-------- Dataset excerpts --------
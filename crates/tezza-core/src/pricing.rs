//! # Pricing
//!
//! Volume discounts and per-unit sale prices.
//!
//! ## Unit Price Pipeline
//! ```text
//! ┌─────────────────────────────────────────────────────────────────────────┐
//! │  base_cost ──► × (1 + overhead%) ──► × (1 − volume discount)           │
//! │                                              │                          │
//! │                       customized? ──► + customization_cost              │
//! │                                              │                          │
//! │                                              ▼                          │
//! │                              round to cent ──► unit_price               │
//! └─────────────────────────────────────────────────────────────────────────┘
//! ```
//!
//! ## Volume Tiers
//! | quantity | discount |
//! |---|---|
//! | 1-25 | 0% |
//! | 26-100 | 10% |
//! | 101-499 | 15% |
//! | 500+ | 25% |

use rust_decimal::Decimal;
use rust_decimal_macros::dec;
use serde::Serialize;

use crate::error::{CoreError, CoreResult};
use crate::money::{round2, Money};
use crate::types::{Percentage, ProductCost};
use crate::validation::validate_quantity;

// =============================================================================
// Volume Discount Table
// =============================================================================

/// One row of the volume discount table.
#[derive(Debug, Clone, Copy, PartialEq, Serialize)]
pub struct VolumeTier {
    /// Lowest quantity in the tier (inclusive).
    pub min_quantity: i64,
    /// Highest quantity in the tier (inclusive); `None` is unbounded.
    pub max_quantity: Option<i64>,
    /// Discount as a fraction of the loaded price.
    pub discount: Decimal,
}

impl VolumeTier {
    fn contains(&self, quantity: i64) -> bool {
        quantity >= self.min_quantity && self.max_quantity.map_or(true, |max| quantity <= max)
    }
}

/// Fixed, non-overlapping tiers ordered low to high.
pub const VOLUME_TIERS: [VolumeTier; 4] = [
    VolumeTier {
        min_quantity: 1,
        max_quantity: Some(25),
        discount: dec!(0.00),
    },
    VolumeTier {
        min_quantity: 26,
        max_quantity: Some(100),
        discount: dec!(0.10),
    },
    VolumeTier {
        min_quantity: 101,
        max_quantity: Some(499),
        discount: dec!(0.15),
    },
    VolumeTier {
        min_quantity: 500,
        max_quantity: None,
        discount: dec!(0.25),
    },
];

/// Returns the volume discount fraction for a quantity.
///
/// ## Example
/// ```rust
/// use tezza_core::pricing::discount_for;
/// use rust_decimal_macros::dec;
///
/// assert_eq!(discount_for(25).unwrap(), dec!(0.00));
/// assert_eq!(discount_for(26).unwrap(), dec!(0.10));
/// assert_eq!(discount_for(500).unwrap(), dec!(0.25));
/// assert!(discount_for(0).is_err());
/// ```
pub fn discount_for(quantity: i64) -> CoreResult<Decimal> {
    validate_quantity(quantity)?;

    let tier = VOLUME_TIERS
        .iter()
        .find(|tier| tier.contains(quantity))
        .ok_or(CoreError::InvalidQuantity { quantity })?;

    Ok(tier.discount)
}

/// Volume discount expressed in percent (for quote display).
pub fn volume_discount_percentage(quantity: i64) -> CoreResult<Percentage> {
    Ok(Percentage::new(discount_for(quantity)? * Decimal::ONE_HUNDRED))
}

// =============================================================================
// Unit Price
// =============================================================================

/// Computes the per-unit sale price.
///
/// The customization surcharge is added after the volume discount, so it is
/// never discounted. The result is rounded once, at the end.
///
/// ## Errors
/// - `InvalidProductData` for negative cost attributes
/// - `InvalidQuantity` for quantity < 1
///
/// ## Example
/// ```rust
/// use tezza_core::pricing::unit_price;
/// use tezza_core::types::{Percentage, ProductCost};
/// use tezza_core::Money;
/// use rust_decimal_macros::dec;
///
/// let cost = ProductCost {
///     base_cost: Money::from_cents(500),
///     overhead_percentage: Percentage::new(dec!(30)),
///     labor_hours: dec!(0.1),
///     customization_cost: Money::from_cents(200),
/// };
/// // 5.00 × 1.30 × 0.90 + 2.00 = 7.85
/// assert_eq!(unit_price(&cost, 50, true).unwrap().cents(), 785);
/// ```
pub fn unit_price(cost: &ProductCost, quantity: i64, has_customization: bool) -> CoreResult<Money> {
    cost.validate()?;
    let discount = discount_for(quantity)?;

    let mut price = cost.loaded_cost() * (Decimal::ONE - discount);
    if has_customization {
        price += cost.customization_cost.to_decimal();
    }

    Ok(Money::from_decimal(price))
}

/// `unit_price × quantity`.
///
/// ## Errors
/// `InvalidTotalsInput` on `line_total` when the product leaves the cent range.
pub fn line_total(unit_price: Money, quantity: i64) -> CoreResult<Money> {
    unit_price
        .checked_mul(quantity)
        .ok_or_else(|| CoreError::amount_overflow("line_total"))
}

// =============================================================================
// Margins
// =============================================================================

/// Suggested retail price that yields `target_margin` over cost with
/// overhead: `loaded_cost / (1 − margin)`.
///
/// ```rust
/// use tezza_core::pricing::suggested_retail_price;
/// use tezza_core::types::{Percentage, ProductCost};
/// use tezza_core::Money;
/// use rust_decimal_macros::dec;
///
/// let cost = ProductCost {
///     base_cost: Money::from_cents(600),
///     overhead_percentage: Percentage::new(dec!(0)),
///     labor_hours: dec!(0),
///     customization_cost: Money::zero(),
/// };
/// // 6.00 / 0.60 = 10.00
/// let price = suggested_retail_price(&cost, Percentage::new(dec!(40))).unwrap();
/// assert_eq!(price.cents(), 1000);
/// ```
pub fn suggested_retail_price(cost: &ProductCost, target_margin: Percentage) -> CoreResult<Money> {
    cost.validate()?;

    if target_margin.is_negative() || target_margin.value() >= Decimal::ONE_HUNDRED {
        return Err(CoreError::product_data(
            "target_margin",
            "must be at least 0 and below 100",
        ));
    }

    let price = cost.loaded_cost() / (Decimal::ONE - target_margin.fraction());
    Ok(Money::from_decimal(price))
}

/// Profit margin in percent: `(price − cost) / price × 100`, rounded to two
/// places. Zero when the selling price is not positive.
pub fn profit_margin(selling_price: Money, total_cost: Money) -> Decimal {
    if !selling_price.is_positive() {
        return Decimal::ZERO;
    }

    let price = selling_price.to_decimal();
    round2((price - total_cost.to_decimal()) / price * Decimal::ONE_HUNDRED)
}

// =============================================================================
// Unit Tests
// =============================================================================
--------
Make an exact transcription of all the records.

| Answer below |
filename crates/tezza-core/src/pricing.rs
//! # Pricing
//!
//! Volume discounts and per-unit sale prices.
//!
//! ## Unit Price Pipeline
//! ```text
//! ┌─────────────────────────────────────────────────────────────────────────┐
//! │  base_cost ──► × (1 + overhead%) ──► × (1 − volume discount)           │
//! │                                              │                          │
//! │                       customized? ──► + customization_cost              │
//! │                                              │                          │
//! │                                              ▼                          │
//! │                              round to cent ──► unit_price               │
//! └─────────────────────────────────────────────────────────────────────────┘
//! ```
//!
//! ## Volume Tiers
//! | quantity | discount |
//! |---|---|
//! | 1-25 | 0% |
//! | 26-100 | 10% |
//! | 101-499 | 15% |
//! | 500+ | 25% |

use rust_decimal::Decimal;
use rust_decimal_macros::dec;
use serde::Serialize;

use crate::error::{CoreError, CoreResult};
use crate::money::{round2, Money};
use crate::types::{Percentage, ProductCost};
use crate::validation::validate_quantity;

// =============================================================================
// Volume Discount Table
// =============================================================================

/// One row of the volume discount table.
#[derive(Debug, Clone, Copy, PartialEq, Serialize)]
pub struct VolumeTier {
    /// Lowest quantity in the tier (inclusive).
    pub min_quantity: i64,
    /// Highest quantity in the tier (inclusive); `None` is unbounded.
    pub max_quantity: Option<i64>,
    /// Discount as a fraction of the loaded price.
    pub discount: Decimal,
}

impl VolumeTier {
    fn contains(&self, quantity: i64) -> bool {
        quantity >= self.min_quantity && self.max_quantity.map_or(true, |max| quantity <= max)
    }
}

/// Fixed, non-overlapping tiers ordered low to high.
pub const VOLUME_TIERS: [VolumeTier; 4] = [
    VolumeTier {
        min_quantity: 1,
        max_quantity: Some(25),
        discount: dec!(0.00),
    },
    VolumeTier {
        min_quantity: 26,
        max_quantity: Some(100),
        discount: dec!(0.10),
    },
    VolumeTier {
        min_quantity: 101,
        max_quantity: Some(499),
        discount: dec!(0.15),
    },
    VolumeTier {
        min_quantity: 500,
        max_quantity: None,
        discount: dec!(0.25),
    },
];

/// Returns the volume discount fraction for a quantity.
///
/// ## Example
/// ```rust
/// use tezza_core::pricing::discount_for;
/// use rust_decimal_macros::dec;
///
/// assert_eq!(discount_for(25).unwrap(), dec!(0.00));
/// assert_eq!(discount_for(26).unwrap(), dec!(0.10));
/// assert_eq!(discount_for(500).unwrap(), dec!(0.25));
/// assert!(discount_for(0).is_err());
/// ```
pub fn discount_for(quantity: i64) -> CoreResult<Decimal> {
    validate_quantity(quantity)?;

    let tier = VOLUME_TIERS
        .iter()
        .find(|tier| tier.contains(quantity))
        .ok_or(CoreError::InvalidQuantity { quantity })?;

    Ok(tier.discount)
}

/// Volume discount expressed in percent (for quote display).
pub fn volume_discount_percentage(quantity: i64) -> CoreResult<Percentage> {
    Ok(Percentage::new(discount_for(quantity)? * Decimal::ONE_HUNDRED))
}

// =============================================================================
// Unit Price
// =============================================================================

/// Computes the per-unit sale price.
///
/// The customization surcharge is added after the volume discount, so it is
/// never discounted. The result is rounded once, at the end.
///
/// ## Errors
/// - `InvalidProductData` for negative cost attributes
/// - `InvalidQuantity` for quantity < 1
///
/// ## Example
/// ```rust
/// use tezza_core::pricing::unit_price;
/// use tezza_core::types::{Percentage, ProductCost};
/// use tezza_core::Money;
/// use rust_decimal_macros::dec;
///
/// let cost = ProductCost {
///     base_cost: Money::from_cents(500),
///     overhead_percentage: Percentage::new(dec!(30)),
///     labor_hours: dec!(0.1),
///     customization_cost: Money::from_cents(200),
/// };
/// // 5.00 × 1.30 × 0.90 + 2.00 = 7.85
/// assert_eq!(unit_price(&cost, 50, true).unwrap().cents(), 785);
/// ```
pub fn unit_price(cost: &ProductCost, quantity: i64, has_customization: bool) -> CoreResult<Money> {
    cost.validate()?;
    let discount = discount_for(quantity)?;

    let mut price = cost.loaded_cost() * (Decimal::ONE - discount);
    if has_customization {
        price += cost.customization_cost.to_decimal();
    }

    Ok(Money::from_decimal(price))
}

/// `unit_price × quantity`.
///
/// ## Errors
/// `InvalidTotalsInput` on `line_total` when the product leaves the cent range.
pub fn line_total(unit_price: Money, quantity: i64) -> CoreResult<Money> {
    unit_price
        .checked_mul(quantity)
        .ok_or_else(|| CoreError::amount_overflow("line_total"))
}

// =============================================================================
// Margins
// =============================================================================

/// Suggested retail price that yields `target_margin` over cost with
/// overhead: `loaded_cost / (1 − margin)`.
///
/// ```rust
/// use tezza_core::pricing::suggested_retail_price;
/// use tezza_core::types::{Percentage, ProductCost};
/// use tezza_core::Money;
/// use rust_decimal_macros::dec;
///
/// let cost = ProductCost {
///     base_cost: Money::from_cents(600),
///     overhead_percentage: Percentage::new(dec!(0)),
///     labor_hours: dec!(0),
///     customization_cost: Money::zero(),
/// };
/// // 6.00 / 0.60 = 10.00
/// let price = suggested_retail_price(&cost, Percentage::new(dec!(40))).unwrap();
/// assert_eq!(price.cents(), 1000);
/// ```
pub fn suggested_retail_price(cost: &ProductCost, target_margin: Percentage) -> CoreResult<Money> {
    cost.validate()?;

    if target_margin.is_negative() || target_margin.value() >= Decimal::ONE_HUNDRED {
        return Err(CoreError::product_data(
            "target_margin",
            "must be at least 0 and below 100",
        ));
    }

    let price = cost.loaded_cost() / (Decimal::ONE - target_margin.fraction());
    Ok(Money::from_decimal(price))
}

/// Profit margin in percent: `(price − cost) / price × 100`, rounded to two
/// places. Zero when the selling price is not positive.
pub fn profit_margin(selling_price: Money, total_cost: Money) -> Decimal {
    if !selling_price.is_positive() {
        return Decimal::ZERO;
    }

    let price = selling_price.to_decimal();
    round2((price - total_cost.to_decimal()) / price * Decimal::ONE_HUNDRED)
}

// =============================================================================
// Unit Tests
// =============================================================================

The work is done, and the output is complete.